グノー:アリア「私は夢を生きたい」、歌劇「ロメオとジュリエット」より
ー今週は、クラシック音楽の中のシェイクスピア。
ーグノーのオペラの中の有名なジュリエットのアリア
プロローグ
悲劇を暗示する嵐のような序曲で始まった後、合唱が語り部となって静かに告げる。
「かつてヴェローナに憎み合う2つの家系があった。モンタギューとキャピュレット。
無限に繰り返される争いは、両家を血で染め抜いた。しかし、嵐の空に煌めく一条の光のようにジュリエットが現れ、ロメオが恋に落ちた。二人は憎み合う家の名を忘れて愛を燃えあがらせ、その愛に生命を捧げた」
そして、美しいロメオのテーマがチェロで奏でられ幕が開く。
(1幕) キャピュレット家のバルルーム
一転、弾けるように華やかなワルツで舞踏会が始まる。
キャピュレット家の娘ジュリエットの誕生日を祝うパーティーが、大勢のゲストを迎えて盛大に開かれている。

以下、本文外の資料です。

//! Indicator catalog: the fixed menu of series the dashboard offers.
//!
//! The catalog is a TOML table of `[[indicator]]` entries. A default copy is
//! compiled in from `config/indicators.toml`; a file given with `--catalog`
//! (or `ECON_CATALOG`) replaces it wholesale.
//!
//! Loading normalizes the entries:
//! - names, series ids and units are trimmed
//! - empty names / series ids are rejected
//! - duplicate names (case-insensitive) or series ids are rejected

use std::collections::HashSet;
use std::fs;
use std::path::Path;

use serde::{Deserialize, Serialize};

use crate::domain::{SeriesRequest, WindowSize};
use crate::error::AppError;

const BUILTIN_CATALOG: &str = include_str!("../../config/indicators.toml");

pub const NO_DESCRIPTION: &str = "No description available.";

/// One selectable indicator.
#[derive(Debug, Clone, PartialEq, Serialize, Deserialize)]
#[serde(deny_unknown_fields)]
pub struct Indicator {
    /// Display name, also used as the chart title.
    pub name: String,
    /// Provider series identifier.
    pub series_id: String,
    #[serde(default)]
    pub units: String,
    #[serde(default)]
    pub description: Option<String>,
}

impl Indicator {
    pub fn request(&self, window: WindowSize) -> SeriesRequest {
        SeriesRequest {
            series_id: self.series_id.clone(),
            title: self.name.clone(),
            units: self.units.clone(),
            window,
        }
    }

    pub fn description_or_default(&self) -> &str {
        self.description
            .as_deref()
            .map(str::trim)
            .filter(|s| !s.is_empty())
            .unwrap_or(NO_DESCRIPTION)
    }
}

#[derive(Debug, Deserialize)]
#[serde(deny_unknown_fields)]
struct CatalogFile {
    #[serde(rename = "indicator", default)]
    indicators: Vec<Indicator>,
}

/// Ordered, validated list of indicators.
#[derive(Debug, Clone)]
pub struct IndicatorCatalog {
    indicators: Vec<Indicator>,
}

impl IndicatorCatalog {
    /// The compiled-in default catalog.
    pub fn builtin() -> Result<Self, AppError> {
        Self::from_toml_str(BUILTIN_CATALOG)
    }

    /// Load from `path` when given, otherwise use the built-in catalog.
    pub fn load(path: Option<&Path>) -> Result<Self, AppError> {
        match path {
            Some(path) => Self::from_path(path),
            None => Self::builtin(),
        }
    }

    pub fn from_path(path: &Path) -> Result<Self, AppError> {
        let raw = fs::read_to_string(path).map_err(|e| {
            AppError::config(format!("Failed to read catalog '{}': {e}", path.display()))
        })?;
        let catalog = Self::from_toml_str(&raw)?;
        tracing::info!(
            path = %path.display(),
            indicators = catalog.len(),
            "Loaded indicator catalog"
        );
        Ok(catalog)
    }

    pub fn from_toml_str(raw: &str) -> Result<Self, AppError> {
        let file: CatalogFile = toml::from_str(raw)
            .map_err(|e| AppError::config(format!("Invalid indicator catalog: {e}")))?;
        Self::from_indicators(file.indicators)
    }

    pub fn from_indicators(indicators: Vec<Indicator>) -> Result<Self, AppError> {
        if indicators.is_empty() {
            return Err(AppError::config("Indicator catalog is empty."));
        }

        let mut names = HashSet::new();
        let mut ids = HashSet::new();
        let mut out = Vec::with_capacity(indicators.len());

        for mut ind in indicators {
            ind.name = ind.name.trim().to_string();
            ind.series_id = ind.series_id.trim().to_string();
            ind.units = ind.units.trim().to_string();

            if ind.name.is_empty() {
                return Err(AppError::config("Indicator name cannot be empty."));
            }
            if ind.series_id.is_empty() {
                return Err(AppError::config(format!(
                    "Indicator '{}' has an empty series_id.",
                    ind.name
                )));
            }
            if !names.insert(ind.name.to_lowercase()) {
                return Err(AppError::config(format!(
                    "Duplicate indicator name: {}",
                    ind.name
                )));
            }
            if !ids.insert(ind.series_id.clone()) {
                return Err(AppError::config(format!(
                    "Duplicate series_id: {}",
                    ind.series_id
                )));
            }
            out.push(ind);
        }

        Ok(Self { indicators: out })
    }

    pub fn len(&self) -> usize {
        self.indicators.len()
    }

    pub fn is_empty(&self) -> bool {
        self.indicators.is_empty()
    }

    pub fn iter(&self) -> impl Iterator<Item = &Indicator> {
        self.indicators.iter()
    }

    pub fn get(&self, index: usize) -> Option<&Indicator> {
        self.indicators.get(index)
    }

    /// Index of the indicator matching `query` by display name
    /// (case-insensitive) or exact series id.
    pub fn position(&self, query: &str) -> Option<usize> {
        let query = query.trim();
        self.indicators.iter().position(|ind| {
            ind.series_id == query || ind.name.eq_ignore_ascii_case(query)
        })
    }

    /// Like [`position`](Self::position), but an unknown query is a
    /// configuration error listing what is available.
    pub fn index_of(&self, query: &str) -> Result<usize, AppError> {
        self.position(query).ok_or_else(|| {
            let known: Vec<&str> = self.indicators.iter().map(|i| i.series_id.as_str()).collect();
            AppError::config(format!(
                "Unknown indicator '{}'. Available: {}",
                query.trim(),
                known.join(", ")
            ))
        })
    }
}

キャピュレット卿に紹介されてジュリエットが登場すると、客たちは「なんて美しい!今朝開いたばかりの花のようだ!」とその清楚な美しさに感嘆する。ジュリエットも「世の中すべてが魅力的だわ。幸せが湧いてくるよう!」と希望に胸をふくらませる。
そこへモンタギュー家の若者たちが忍び込んできた。いたずら心で仮面を被って敵家のパーティーにもぐり込んだ彼らだが、ロメオだけは「不思議な夢をみたんだ・・」と胸騒ぎを覚える。
そんなロメオを親友のメルキュシオールがマブの女王の歌を歌ってからかう。しかし、ロメオはジュリエットを一目見た瞬間「なんという神聖な美しさ。天使の輝き。僕は今まで愛を知らなかった!」と運命の恋に落ちる。
一方ジュリエットは乳母に「パリス伯爵との結婚をお考えなさい。私はあなたの年にはもう結婚していましたよ」と言われ、「そんなことを言わないで!まだ春の中にいさせて。私は夢に生きたいの」と、無邪気に春を謳歌するこの歌 ”Je veux vivre”(私は夢に生きたい:ジュリエットのワルツ)を歌う。
歌は、アンナ・ネトレプコ。2007年パリでのコンサート。